EXERCISE OBJECTIVE: If a line below contains the string "description", return that line.
(DATA TO PROCESS Opens)
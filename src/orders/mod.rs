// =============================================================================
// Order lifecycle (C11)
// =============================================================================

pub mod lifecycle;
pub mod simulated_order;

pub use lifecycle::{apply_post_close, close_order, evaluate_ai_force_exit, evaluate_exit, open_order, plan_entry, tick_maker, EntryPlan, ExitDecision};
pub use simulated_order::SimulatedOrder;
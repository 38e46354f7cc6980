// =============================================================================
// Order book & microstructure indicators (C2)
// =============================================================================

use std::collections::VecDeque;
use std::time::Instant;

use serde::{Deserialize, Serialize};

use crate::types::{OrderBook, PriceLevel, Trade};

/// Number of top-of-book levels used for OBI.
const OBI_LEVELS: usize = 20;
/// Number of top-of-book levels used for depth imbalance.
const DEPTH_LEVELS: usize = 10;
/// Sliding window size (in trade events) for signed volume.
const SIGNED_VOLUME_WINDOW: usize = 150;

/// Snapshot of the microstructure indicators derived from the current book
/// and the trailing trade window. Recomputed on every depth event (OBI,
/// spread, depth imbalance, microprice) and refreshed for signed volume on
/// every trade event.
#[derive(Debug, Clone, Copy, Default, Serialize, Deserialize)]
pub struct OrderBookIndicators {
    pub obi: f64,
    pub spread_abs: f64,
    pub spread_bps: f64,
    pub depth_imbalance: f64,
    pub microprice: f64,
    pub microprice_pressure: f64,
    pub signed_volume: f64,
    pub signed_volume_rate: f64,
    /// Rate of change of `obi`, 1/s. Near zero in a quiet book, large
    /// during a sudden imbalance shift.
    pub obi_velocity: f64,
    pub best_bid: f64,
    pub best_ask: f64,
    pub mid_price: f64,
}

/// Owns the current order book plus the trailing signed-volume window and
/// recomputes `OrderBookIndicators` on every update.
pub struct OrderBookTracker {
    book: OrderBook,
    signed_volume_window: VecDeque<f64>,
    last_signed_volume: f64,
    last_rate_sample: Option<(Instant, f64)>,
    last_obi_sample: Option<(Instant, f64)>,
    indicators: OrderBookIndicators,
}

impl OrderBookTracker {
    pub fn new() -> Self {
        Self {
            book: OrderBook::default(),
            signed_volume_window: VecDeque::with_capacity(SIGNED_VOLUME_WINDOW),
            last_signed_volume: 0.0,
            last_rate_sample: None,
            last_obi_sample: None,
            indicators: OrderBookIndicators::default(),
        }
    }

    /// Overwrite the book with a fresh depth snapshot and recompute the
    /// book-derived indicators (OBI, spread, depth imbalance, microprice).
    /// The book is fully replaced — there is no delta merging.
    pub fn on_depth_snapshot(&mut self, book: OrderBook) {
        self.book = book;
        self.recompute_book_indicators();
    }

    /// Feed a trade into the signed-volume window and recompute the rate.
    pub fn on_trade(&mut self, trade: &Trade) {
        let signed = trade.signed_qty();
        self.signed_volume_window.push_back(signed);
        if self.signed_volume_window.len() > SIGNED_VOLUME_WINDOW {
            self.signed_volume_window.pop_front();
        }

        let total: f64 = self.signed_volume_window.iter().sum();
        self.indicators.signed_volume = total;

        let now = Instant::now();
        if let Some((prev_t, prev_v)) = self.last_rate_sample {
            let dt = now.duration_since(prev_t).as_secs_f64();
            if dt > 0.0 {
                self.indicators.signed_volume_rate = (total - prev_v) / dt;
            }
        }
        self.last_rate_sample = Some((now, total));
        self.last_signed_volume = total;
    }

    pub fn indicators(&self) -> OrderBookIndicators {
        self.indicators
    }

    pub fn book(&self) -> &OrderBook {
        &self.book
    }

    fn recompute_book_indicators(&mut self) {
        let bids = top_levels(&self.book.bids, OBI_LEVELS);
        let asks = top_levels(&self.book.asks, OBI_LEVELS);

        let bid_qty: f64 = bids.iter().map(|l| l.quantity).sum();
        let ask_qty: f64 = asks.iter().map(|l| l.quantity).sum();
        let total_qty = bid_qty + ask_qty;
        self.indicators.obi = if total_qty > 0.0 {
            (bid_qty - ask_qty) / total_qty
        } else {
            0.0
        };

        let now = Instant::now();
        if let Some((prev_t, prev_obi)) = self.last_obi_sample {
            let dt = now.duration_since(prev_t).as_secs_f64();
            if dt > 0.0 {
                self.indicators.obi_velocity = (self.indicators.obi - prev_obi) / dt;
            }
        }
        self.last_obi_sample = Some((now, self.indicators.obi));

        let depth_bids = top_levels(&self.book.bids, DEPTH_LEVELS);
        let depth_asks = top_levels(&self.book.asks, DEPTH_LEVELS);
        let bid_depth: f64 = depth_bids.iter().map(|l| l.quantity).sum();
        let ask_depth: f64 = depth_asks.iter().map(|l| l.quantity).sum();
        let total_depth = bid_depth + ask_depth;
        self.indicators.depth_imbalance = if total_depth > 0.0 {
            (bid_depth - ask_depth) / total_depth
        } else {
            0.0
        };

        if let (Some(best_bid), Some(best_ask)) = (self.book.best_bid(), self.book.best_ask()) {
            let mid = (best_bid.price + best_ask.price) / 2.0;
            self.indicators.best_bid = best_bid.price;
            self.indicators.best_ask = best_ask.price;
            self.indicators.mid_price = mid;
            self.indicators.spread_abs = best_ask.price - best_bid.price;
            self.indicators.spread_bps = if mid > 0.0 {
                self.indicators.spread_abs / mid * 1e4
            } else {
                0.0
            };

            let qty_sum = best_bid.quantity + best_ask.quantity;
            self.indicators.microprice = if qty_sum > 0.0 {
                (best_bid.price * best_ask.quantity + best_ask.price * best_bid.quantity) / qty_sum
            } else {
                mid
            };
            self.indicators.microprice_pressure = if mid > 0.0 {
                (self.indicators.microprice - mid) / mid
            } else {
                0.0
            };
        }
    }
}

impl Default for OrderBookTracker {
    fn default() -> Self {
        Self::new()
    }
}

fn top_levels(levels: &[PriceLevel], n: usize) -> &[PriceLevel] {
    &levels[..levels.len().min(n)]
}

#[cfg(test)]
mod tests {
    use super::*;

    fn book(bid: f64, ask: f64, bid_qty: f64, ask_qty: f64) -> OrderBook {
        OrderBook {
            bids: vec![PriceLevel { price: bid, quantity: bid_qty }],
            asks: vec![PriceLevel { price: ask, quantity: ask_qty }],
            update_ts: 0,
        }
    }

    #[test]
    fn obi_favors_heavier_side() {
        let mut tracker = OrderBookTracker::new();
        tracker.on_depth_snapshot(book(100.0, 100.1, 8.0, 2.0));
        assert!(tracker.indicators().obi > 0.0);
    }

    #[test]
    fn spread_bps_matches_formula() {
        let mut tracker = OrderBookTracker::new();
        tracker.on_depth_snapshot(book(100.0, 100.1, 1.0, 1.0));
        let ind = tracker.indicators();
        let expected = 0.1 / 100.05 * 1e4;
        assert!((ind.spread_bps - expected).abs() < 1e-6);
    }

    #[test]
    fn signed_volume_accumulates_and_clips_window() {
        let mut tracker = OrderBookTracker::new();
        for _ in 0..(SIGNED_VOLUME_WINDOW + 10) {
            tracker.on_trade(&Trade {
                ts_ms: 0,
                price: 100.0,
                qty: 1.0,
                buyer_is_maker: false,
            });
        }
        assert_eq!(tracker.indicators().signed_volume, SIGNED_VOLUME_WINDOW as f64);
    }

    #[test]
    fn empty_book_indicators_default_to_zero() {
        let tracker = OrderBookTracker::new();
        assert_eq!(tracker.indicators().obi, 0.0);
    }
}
(DATA TO PROCESS Closes)
(DATA TO PROCESS Opens)
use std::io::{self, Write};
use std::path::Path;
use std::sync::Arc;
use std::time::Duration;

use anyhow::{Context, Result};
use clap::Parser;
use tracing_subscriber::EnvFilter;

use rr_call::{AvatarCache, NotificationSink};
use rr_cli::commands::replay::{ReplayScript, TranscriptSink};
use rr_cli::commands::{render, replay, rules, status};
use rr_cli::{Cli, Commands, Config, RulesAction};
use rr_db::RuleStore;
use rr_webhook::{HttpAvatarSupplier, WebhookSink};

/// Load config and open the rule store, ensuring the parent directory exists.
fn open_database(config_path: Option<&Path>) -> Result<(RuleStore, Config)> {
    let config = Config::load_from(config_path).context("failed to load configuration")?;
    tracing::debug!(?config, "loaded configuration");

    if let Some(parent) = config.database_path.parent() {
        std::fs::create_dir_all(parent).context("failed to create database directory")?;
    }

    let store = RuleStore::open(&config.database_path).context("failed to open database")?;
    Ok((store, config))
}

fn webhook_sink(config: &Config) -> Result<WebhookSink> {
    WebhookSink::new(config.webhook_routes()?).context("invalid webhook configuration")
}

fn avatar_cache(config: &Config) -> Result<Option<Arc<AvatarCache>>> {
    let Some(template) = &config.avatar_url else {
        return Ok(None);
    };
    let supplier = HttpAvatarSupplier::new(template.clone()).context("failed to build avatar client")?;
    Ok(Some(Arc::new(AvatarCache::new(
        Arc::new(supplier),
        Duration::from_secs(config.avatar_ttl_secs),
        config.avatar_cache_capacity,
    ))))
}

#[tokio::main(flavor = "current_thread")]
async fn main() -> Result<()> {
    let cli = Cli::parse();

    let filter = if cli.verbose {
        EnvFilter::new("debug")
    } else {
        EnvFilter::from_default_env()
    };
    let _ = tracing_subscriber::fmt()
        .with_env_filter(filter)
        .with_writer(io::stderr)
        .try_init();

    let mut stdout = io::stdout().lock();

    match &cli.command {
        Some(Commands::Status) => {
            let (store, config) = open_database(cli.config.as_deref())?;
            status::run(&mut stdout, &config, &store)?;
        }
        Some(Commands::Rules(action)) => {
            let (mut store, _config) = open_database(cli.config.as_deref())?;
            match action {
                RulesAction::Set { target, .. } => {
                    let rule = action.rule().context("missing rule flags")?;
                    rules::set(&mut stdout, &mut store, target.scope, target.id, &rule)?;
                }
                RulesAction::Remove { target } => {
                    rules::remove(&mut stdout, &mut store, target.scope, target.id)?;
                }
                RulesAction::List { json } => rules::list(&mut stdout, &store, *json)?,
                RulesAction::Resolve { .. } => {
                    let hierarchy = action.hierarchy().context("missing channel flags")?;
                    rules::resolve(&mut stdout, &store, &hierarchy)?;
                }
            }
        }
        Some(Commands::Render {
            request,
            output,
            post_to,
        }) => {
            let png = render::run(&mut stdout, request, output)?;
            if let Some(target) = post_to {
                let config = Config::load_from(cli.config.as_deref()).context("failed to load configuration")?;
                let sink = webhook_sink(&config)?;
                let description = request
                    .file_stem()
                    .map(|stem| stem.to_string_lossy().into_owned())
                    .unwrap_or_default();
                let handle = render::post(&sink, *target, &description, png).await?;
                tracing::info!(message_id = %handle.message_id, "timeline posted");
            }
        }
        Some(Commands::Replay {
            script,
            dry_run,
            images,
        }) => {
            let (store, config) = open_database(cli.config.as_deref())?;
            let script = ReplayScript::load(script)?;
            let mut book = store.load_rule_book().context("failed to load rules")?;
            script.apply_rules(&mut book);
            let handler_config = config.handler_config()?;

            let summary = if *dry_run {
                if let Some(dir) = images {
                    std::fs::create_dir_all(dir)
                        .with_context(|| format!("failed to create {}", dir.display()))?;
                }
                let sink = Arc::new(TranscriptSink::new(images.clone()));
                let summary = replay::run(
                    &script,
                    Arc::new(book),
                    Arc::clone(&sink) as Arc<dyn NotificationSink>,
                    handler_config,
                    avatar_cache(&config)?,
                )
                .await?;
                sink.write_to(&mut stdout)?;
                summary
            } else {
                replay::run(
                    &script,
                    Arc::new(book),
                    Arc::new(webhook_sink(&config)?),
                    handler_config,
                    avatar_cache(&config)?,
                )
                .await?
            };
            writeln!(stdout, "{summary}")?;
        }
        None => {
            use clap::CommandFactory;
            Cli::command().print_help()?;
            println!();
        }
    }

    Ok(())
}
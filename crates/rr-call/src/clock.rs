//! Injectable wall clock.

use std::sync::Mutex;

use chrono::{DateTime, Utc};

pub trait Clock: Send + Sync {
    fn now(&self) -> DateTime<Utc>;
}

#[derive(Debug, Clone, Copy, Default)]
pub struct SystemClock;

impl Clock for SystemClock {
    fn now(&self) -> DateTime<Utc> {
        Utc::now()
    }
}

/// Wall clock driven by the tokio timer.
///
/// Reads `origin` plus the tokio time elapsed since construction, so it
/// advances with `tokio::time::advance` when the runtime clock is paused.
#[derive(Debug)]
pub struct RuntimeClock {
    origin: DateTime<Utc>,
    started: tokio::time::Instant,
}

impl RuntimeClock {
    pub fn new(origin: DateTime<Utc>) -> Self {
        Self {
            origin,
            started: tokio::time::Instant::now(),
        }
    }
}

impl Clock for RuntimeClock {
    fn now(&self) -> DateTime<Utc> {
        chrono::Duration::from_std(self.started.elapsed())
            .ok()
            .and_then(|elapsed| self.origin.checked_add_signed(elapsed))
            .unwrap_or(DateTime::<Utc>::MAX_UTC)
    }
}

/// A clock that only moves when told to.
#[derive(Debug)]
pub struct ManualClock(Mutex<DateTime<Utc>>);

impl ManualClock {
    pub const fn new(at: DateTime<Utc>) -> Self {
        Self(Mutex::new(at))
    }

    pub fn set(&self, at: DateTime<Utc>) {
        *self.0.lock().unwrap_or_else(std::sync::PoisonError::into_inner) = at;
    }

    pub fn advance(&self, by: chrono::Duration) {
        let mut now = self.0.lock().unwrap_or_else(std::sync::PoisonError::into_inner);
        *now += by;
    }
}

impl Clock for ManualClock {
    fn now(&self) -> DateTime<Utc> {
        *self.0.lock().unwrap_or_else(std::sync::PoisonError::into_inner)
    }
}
(DATA TO PROCESS Closes)
ANSWER SPACE:
                let description = request
                let handle = render::post(&sink, *target, &description, png).await?;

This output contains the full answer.